## WORK ORDER:
Copy each line of the records below that has "models" in it.

====

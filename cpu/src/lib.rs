// SPDX-License-Identifier: MPL-2.0

//! An interpreter for a subset of the MIPS I instruction set.
//!
//! A [`Cpu`] fetches 32-bit words from a shared [`Program`], derives a dispatch key from each,
//! looks the key up in the [`OpTable`](instr::OpTable), and executes the selected operation
//! against its [register file](reg::File). There is no data memory; the machine consists of
//! general-purpose registers, *HI*/*LO*, and a *PC*/*nPC* pair.

pub mod config;
pub mod cpu;
pub mod error;
pub mod instr;
pub mod program;
pub mod reg;

pub use config::{Config, MultMode};
pub use cpu::{Cpu, Status, Trace};
pub use error::Error;
pub use instr::Instr;
pub use program::Program;
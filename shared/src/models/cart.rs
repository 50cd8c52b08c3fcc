//! Cart Aggregate
//!
//! One cart per identity. Line items are keyed by
//! `(product_id, variation_key)`; `variation_key = None` is the
//! base-product sentinel for products without variations. The aggregate
//! holds the merge/update/removal semantics; pricing and display are the
//! server's concern (lines store references, never prices).

use serde::{Deserialize, Serialize};

use crate::util::now_millis;

/// A single cart line
#[derive(Debug, Clone, Serialize, Deserialize, PartialEq, Eq)]
pub struct CartLineItem {
    pub product_id: String,
    /// SKU of the selected variation; `None` for base-product lines
    #[serde(default, skip_serializing_if = "Option::is_none")]
    pub variation_key: Option<String>,
    pub quantity: u32,
}

impl CartLineItem {
    fn matches(&self, product_id: &str, variation_key: Option<&str>) -> bool {
        self.product_id == product_id && self.variation_key.as_deref() == variation_key
    }
}

/// Cart document, one per identity
#[derive(Debug, Clone, Serialize, Deserialize, Default)]
pub struct Cart {
    #[serde(skip_serializing_if = "Option::is_none")]
    pub id: Option<String>,
    pub user_id: String,
    #[serde(default)]
    pub items: Vec<CartLineItem>,
    #[serde(default)]
    pub created_at: i64,
    #[serde(default)]
    pub updated_at: i64,
}

impl Cart {
    /// Empty cart for an identity (created lazily on first add)
    pub fn new(user_id: impl Into<String>) -> Self {
        let now = now_millis();
        Self {
            id: None,
            user_id: user_id.into(),
            items: Vec::new(),
            created_at: now,
            updated_at: now,
        }
    }

    pub fn is_empty(&self) -> bool {
        self.items.is_empty()
    }

    pub fn line(&self, product_id: &str, variation_key: Option<&str>) -> Option<&CartLineItem> {
        self.items
            .iter()
            .find(|l| l.matches(product_id, variation_key))
    }

    /// Add `quantity` of a line, merging into an existing line for the
    /// same `(product_id, variation_key)` pair rather than duplicating it.
    ///
    /// Quantities below 1 are ignored; stock is deliberately not checked
    /// here (enforced at checkout).
    pub fn add_item(&mut self, product_id: &str, variation_key: Option<&str>, quantity: u32) {
        if quantity == 0 {
            return;
        }
        match self
            .items
            .iter_mut()
            .find(|l| l.matches(product_id, variation_key))
        {
            Some(line) => line.quantity += quantity,
            None => self.items.push(CartLineItem {
                product_id: product_id.to_string(),
                variation_key: variation_key.map(str::to_string),
                quantity,
            }),
        }
        self.touch();
    }

    /// Overwrite a line's quantity; 0 removes the line.
    ///
    /// Returns `false` when no such line exists.
    pub fn set_item_quantity(
        &mut self,
        product_id: &str,
        variation_key: Option<&str>,
        quantity: u32,
    ) -> bool {
        let Some(idx) = self
            .items
            .iter()
            .position(|l| l.matches(product_id, variation_key))
        else {
            return false;
        };
        if quantity == 0 {
            self.items.remove(idx);
        } else {
            self.items[idx].quantity = quantity;
        }
        self.touch();
        true
    }

    /// Remove a line. Removing an absent line is a no-op success.
    pub fn remove_item(&mut self, product_id: &str, variation_key: Option<&str>) {
        let before = self.items.len();
        self.items
            .retain(|l| !l.matches(product_id, variation_key));
        if self.items.len() != before {
            self.touch();
        }
    }

    /// Empty the cart (the document itself is kept)
    pub fn clear(&mut self) {
        self.items.clear();
        self.touch();
    }

    fn touch(&mut self) {
        self.updated_at = now_millis();
    }
}

#[cfg(test)]
mod tests {
    use super::*;

    #[test]
    fn add_merges_duplicate_lines() {
        let mut cart = Cart::new("user:u1");
        cart.add_item("product:p1", Some("RNG-18K-8"), 2);
        cart.add_item("product:p1", Some("RNG-18K-8"), 3);
        assert_eq!(cart.items.len(), 1);
        assert_eq!(cart.items[0].quantity, 5);
    }

    #[test]
    fn variation_key_distinguishes_lines() {
        let mut cart = Cart::new("user:u1");
        cart.add_item("product:p1", Some("RNG-18K-8"), 1);
        cart.add_item("product:p1", Some("RNG-22K-10"), 1);
        cart.add_item("product:p1", None, 1);
        assert_eq!(cart.items.len(), 3);
    }

    #[test]
    fn set_quantity_overwrites_and_zero_removes() {
        let mut cart = Cart::new("user:u1");
        cart.add_item("product:p1", None, 4);
        assert!(cart.set_item_quantity("product:p1", None, 2));
        assert_eq!(cart.items[0].quantity, 2);
        assert!(cart.set_item_quantity("product:p1", None, 0));
        assert!(cart.is_empty());
    }

    #[test]
    fn set_quantity_on_absent_line_reports_missing() {
        let mut cart = Cart::new("user:u1");
        assert!(!cart.set_item_quantity("product:p1", None, 2));
    }

    #[test]
    fn remove_is_idempotent() {
        let mut cart = Cart::new("user:u1");
        cart.add_item("product:p1", None, 1);
        cart.remove_item("product:p2", None);
        cart.remove_item("product:p1", Some("SKU-X"));
        assert_eq!(cart.items.len(), 1);
        cart.remove_item("product:p1", None);
        cart.remove_item("product:p1", None);
        assert!(cart.is_empty());
    }

    #[test]
    fn zero_quantity_add_is_ignored() {
        let mut cart = Cart::new("user:u1");
        cart.add_item("product:p1", None, 0);
        assert!(cart.is_empty());
    }
}
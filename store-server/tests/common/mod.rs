//! Shared fixtures for integration tests

#![allow(dead_code)]

use std::path::Path;

use surrealdb::Surreal;
use surrealdb::engine::local::Db;

use shared::models::{LocalizedText, Product, ProductCreate, Role, User};
use shared::models::product::{ProductOption, Variation};
use shared::models::user::Address;
use shared::util::now_millis;
use store_server::db::DbService;
use store_server::db::repository::{ProductRepository, UserRepository};

pub async fn open_test_db(dir: &Path) -> Surreal<Db> {
    DbService::new(&dir.join("store.db"))
        .await
        .expect("failed to open test database")
        .db
}

fn variation(sku: &str, price: i64, stock: i32, attrs: &[(&str, &str)]) -> Variation {
    Variation {
        sku: sku.to_string(),
        name: sku.to_string(),
        price_inr: price,
        stock,
        attributes: attrs
            .iter()
            .map(|(k, v)| (k.to_string(), v.to_string()))
            .collect(),
        images: Vec::new(),
    }
}

/// Ring with Purity ∈ {18K, 22K}, Size ∈ {8, 10} and a sparse variation
/// set: (18K, 8) at 9000 and (22K, 10) at 11000, but no (18K, 10)
pub fn ring_create(slug: &str) -> ProductCreate {
    ProductCreate {
        slug: slug.to_string(),
        name: LocalizedText::new("Heritage Ring", "विरासत अंगूठी"),
        description: LocalizedText::new("A classic gold ring.", ""),
        base_price_inr: 8000,
        images: Some(vec!["ring.jpg".to_string()]),
        category: "Rings".to_string(),
        collection_name: "Heritage".to_string(),
        stock: Some(0),
        is_featured: Some(false),
        options: Some(vec![
            ProductOption {
                name: "Purity".to_string(),
                values: vec!["18K".to_string(), "22K".to_string()],
            },
            ProductOption {
                name: "Size".to_string(),
                values: vec!["8".to_string(), "10".to_string()],
            },
        ]),
        variations: Some(vec![
            variation("RNG-18K-8", 9000, 3, &[("Purity", "18K"), ("Size", "8")]),
            variation("RNG-22K-10", 11000, 2, &[("Purity", "22K"), ("Size", "10")]),
        ]),
    }
}

/// Product without options: priced and stocked at the product level
pub fn plain_create(slug: &str, price: i64) -> ProductCreate {
    ProductCreate {
        slug: slug.to_string(),
        name: LocalizedText::new(format!("{slug} pendant"), ""),
        description: LocalizedText::new("", ""),
        base_price_inr: price,
        images: Some(vec![format!("{slug}.jpg")]),
        category: "Pendants".to_string(),
        collection_name: "Everyday".to_string(),
        stock: Some(10),
        is_featured: Some(false),
        options: None,
        variations: None,
    }
}

pub async fn seed_product(db: &Surreal<Db>, payload: ProductCreate) -> Product {
    ProductRepository::new(db.clone())
        .create(payload)
        .await
        .expect("failed to seed product")
}

/// User with one saved address (`id = "addr-1"`)
pub async fn seed_user(db: &Surreal<Db>, email: &str) -> User {
    let now = now_millis();
    UserRepository::new(db.clone())
        .create(User {
            id: None,
            name: "Test Buyer".to_string(),
            email: email.to_string(),
            password_hash: None,
            role: Role::User,
            addresses: vec![Address {
                id: "addr-1".to_string(),
                full_name: "Test Buyer".to_string(),
                street: "12 MG Road".to_string(),
                city: "Mumbai".to_string(),
                state: "MH".to_string(),
                zip_code: "400001".to_string(),
                country: "India".to_string(),
                phone: "+91-9000000000".to_string(),
                is_default: true,
            }],
            created_at: now,
            updated_at: now,
        })
        .await
        .expect("failed to seed user")
}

====

## EXPECTED OUTPUT:
filename shared/src/models/cart.rs
use shared::models::{LocalizedText, Product, ProductCreate, Role, User};
use shared::models::product::{ProductOption, Variation};
use shared::models::user::Address;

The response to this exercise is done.